//! Pipeline orchestration
//!
//! This module provides the public API for pulsealign: generate a synthetic
//! device pair, and compare two raw streams end to end (deduplicate → align
//! → report). Each stage remains individually callable; this is composition
//! only.

use crate::error::CompareError;
use crate::reconcile::Reconciler;
use crate::simulate::{self, SimulationConfig};
use crate::stats::StatsReporter;
use crate::types::{AlignedTable, ComparisonReport, RawStream};

/// Aligned table plus its summary report
#[derive(Debug, Clone)]
pub struct Comparison {
    pub table: AlignedTable,
    pub report: ComparisonReport,
}

/// Generate the synthetic track pair for one simulated workout.
///
/// With a fixed seed in the config, output is byte-identical across runs.
pub fn generate_pair(config: &SimulationConfig) -> Result<(RawStream, RawStream), CompareError> {
    simulate::generate_pair(config)
}

/// Compare two device streams recorded over the same workout.
///
/// Deduplicates each stream, inner-joins them on exact timestamp, and
/// summarizes agreement. An empty intersection yields an empty table and a
/// report whose difference block states no matching timestamps.
pub fn compare_streams(a: &RawStream, b: &RawStream) -> Result<Comparison, CompareError> {
    let dedup_a = Reconciler::deduplicate(a)?;
    let dedup_b = Reconciler::deduplicate(b)?;

    let table = Reconciler::align(&dedup_a, &dedup_b, &a.device, &b.device);
    let report = StatsReporter::report(&table, &dedup_a, &dedup_b);

    Ok(Comparison { table, report })
}

#[cfg(test)]
mod tests {
    use super::*;
    use crate::profile::ProfileConfig;
    use crate::simulate::DeviceConfig;
    use crate::track::TrackCodec;

    fn quiet_device() -> DeviceConfig {
        DeviceConfig {
            bias_range: (0.0, 0.0),
            noise_volatility: 0.0,
            gap_probability: 0.0,
            duplicate_probability: 0.0,
            ..DeviceConfig::default()
        }
    }

    fn scenario_config() -> SimulationConfig {
        SimulationConfig {
            profile: ProfileConfig {
                warmup_secs: 5.0,
                exercise_secs: 5.0,
                cooldown_secs: 5.0,
                resting_hr: 60.0,
                exercise_hr: 120.0,
                sample_interval_secs: 1.0,
            },
            device_a: quiet_device(),
            device_b: quiet_device(),
            ..SimulationConfig::default()
        }
    }

    #[test]
    fn test_quiet_scenario_yields_zero_difference_everywhere() {
        // 5 warmup + 5 exercise + 5 cooldown ticks, no noise, no bias,
        // no gaps, no duplicates: every row must match exactly
        let (a, b) = generate_pair(&scenario_config()).unwrap();
        let comparison = compare_streams(&a, &b).unwrap();

        assert_eq!(comparison.table.len(), 15);
        for row in &comparison.table.rows {
            assert_eq!(row.difference, 0.0);
        }

        let diff = comparison.report.difference.as_ref().unwrap();
        assert_eq!(diff.count, 15);
        assert_eq!(diff.abs_avg_diff, 0.0);
    }

    #[test]
    fn test_full_pipeline_through_track_files() {
        let config = SimulationConfig::default();
        let (a, b) = generate_pair(&config).unwrap();

        // Streams survive the export format and still reconcile
        let a = TrackCodec::parse_ndjson(&TrackCodec::to_ndjson(&a).unwrap(), &a.device).unwrap();
        let b = TrackCodec::parse_ndjson(&TrackCodec::to_ndjson(&b).unwrap(), &b.device).unwrap();

        let comparison = compare_streams(&a, &b).unwrap();
        assert!(!comparison.table.is_empty());
        assert_eq!(comparison.report.matched_rows, comparison.table.len());

        // The plotting series stays in row order
        let series = comparison.table.difference_series();
        assert_eq!(series.len(), comparison.table.len());
        assert!(series.windows(2).all(|w| w[0].0 < w[1].0));

        // With default bias up to ±10 bpm on each device, differences stay
        // within a sane envelope
        let diff = comparison.report.difference.unwrap();
        assert!(diff.abs_avg_diff < 40.0);
    }

    #[test]
    fn test_reproducible_pipeline_output() {
        let config = SimulationConfig::default();

        let (a1, b1) = generate_pair(&config).unwrap();
        let (a2, b2) = generate_pair(&config).unwrap();

        assert_eq!(
            TrackCodec::to_ndjson(&a1).unwrap(),
            TrackCodec::to_ndjson(&a2).unwrap()
        );
        assert_eq!(
            TrackCodec::to_ndjson(&b1).unwrap(),
            TrackCodec::to_ndjson(&b2).unwrap()
        );
    }

    #[test]
    fn test_compare_disjoint_streams_reports_no_match() {
        let mut config = scenario_config();
        let (a, _) = generate_pair(&config).unwrap();
        config.start_time = config.start_time + chrono::Duration::hours(1);
        let (_, b) = generate_pair(&config).unwrap();

        let comparison = compare_streams(&a, &b).unwrap();
        assert!(comparison.table.is_empty());
        assert!(comparison.report.no_matching_timestamps());
    }
}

+-------+

▸ EXERCISE
Write only the number of lines in the listing that hold the word "RawStream".

▸ OUTPUT BELOW
3